::: Material for this task :::

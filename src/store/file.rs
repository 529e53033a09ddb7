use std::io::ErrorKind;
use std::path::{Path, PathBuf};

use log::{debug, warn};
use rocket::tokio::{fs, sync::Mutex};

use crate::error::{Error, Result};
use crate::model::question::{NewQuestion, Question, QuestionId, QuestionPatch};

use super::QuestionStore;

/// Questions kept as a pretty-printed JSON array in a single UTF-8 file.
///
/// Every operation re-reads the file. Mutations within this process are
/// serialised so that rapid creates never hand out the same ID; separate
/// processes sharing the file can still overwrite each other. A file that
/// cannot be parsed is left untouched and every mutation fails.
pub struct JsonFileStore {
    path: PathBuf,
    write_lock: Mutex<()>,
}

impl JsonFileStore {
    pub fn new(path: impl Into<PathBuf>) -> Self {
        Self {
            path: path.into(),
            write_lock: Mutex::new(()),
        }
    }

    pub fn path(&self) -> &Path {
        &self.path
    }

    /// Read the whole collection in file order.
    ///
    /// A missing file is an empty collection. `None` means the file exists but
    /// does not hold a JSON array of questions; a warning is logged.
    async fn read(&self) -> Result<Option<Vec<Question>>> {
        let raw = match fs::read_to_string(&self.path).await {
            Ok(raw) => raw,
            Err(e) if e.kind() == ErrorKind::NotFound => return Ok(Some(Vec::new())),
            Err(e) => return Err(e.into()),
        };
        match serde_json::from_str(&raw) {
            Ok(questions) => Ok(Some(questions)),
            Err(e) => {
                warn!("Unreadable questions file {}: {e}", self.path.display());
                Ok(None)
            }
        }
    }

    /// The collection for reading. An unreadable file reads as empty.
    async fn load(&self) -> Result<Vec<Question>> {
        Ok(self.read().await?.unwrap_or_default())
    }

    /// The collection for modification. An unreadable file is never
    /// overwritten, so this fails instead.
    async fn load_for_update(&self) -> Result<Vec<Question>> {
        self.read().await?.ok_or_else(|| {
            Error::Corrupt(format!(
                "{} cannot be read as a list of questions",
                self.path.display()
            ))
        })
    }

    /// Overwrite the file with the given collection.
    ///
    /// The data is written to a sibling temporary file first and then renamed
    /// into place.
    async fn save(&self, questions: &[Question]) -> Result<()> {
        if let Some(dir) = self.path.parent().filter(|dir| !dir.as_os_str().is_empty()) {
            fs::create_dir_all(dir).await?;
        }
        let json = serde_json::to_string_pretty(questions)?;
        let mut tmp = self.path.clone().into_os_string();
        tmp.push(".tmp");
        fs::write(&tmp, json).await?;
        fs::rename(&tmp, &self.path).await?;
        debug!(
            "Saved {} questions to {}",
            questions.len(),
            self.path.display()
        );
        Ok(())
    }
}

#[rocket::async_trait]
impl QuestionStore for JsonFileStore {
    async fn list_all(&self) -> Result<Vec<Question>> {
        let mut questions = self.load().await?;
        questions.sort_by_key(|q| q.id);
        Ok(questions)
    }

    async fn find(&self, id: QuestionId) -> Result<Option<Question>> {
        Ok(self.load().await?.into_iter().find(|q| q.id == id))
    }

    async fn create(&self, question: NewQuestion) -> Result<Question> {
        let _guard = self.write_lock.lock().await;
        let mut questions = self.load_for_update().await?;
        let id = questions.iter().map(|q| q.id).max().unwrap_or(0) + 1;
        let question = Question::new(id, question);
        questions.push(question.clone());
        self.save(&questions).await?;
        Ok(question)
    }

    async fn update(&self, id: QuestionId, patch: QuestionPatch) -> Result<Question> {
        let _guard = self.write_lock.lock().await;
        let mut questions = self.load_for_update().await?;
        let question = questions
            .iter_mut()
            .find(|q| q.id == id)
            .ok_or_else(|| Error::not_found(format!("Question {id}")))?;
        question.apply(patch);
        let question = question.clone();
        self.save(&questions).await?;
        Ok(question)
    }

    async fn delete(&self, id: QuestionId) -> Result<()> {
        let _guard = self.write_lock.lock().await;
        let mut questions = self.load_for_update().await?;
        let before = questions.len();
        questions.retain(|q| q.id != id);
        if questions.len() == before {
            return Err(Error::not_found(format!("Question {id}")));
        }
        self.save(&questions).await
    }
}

:::
::: Material for this task :::

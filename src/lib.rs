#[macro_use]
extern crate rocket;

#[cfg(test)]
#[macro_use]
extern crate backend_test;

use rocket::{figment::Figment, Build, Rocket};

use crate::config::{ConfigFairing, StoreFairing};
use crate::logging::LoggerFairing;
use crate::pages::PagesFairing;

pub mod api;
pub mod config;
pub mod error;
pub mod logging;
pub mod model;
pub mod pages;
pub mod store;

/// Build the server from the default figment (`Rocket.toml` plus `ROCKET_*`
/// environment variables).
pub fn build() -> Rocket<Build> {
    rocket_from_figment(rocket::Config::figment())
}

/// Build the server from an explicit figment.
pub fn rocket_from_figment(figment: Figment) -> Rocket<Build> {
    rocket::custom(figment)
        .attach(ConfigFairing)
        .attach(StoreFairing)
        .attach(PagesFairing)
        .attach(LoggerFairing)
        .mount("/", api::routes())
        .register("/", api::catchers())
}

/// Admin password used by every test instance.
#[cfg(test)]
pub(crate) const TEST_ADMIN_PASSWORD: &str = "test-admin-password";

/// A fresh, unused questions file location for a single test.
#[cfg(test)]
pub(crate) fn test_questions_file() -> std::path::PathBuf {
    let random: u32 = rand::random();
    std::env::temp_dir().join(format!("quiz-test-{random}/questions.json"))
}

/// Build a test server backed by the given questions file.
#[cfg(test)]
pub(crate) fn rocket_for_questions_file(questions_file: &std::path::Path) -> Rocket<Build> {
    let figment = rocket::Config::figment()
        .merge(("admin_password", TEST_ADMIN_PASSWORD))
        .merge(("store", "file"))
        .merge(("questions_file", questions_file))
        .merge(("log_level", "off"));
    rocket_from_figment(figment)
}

:::
::: Material for this task :::

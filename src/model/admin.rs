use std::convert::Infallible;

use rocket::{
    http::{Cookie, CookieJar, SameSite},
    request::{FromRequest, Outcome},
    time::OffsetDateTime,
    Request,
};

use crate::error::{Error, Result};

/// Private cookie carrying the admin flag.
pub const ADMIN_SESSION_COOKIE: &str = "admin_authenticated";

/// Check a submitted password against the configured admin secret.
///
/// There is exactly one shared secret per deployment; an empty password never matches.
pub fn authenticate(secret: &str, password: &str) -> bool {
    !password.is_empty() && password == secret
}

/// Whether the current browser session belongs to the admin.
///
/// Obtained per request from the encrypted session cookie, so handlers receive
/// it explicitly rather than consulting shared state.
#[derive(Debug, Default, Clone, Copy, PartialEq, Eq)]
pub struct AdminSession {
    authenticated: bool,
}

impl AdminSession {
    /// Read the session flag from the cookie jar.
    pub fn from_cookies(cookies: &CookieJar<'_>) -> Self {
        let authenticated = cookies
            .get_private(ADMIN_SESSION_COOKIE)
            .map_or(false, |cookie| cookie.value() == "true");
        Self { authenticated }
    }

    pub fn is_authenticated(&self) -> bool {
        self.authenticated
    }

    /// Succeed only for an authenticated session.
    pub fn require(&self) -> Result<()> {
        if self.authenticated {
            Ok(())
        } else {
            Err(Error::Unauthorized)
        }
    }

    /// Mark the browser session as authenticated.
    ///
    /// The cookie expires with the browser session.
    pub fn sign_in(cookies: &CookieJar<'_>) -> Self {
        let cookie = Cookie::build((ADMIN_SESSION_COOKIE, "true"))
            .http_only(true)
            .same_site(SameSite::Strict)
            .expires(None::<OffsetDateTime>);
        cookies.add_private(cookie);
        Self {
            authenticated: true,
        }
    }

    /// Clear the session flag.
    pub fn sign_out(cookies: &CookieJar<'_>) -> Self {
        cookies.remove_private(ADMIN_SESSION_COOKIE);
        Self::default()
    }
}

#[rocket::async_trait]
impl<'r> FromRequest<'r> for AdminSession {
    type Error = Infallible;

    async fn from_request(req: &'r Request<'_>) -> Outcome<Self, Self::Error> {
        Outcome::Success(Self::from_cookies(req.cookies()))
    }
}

:::

Among the lines above, return those that hold the word "format".

            Error::Corrupt(format!(
            .ok_or_else(|| Error::not_found(format!("Question {id}")))?;
            return Err(Error::not_found(format!("Question {id}")));
    std::env::temp_dir().join(format!("quiz-test-{random}/questions.json"))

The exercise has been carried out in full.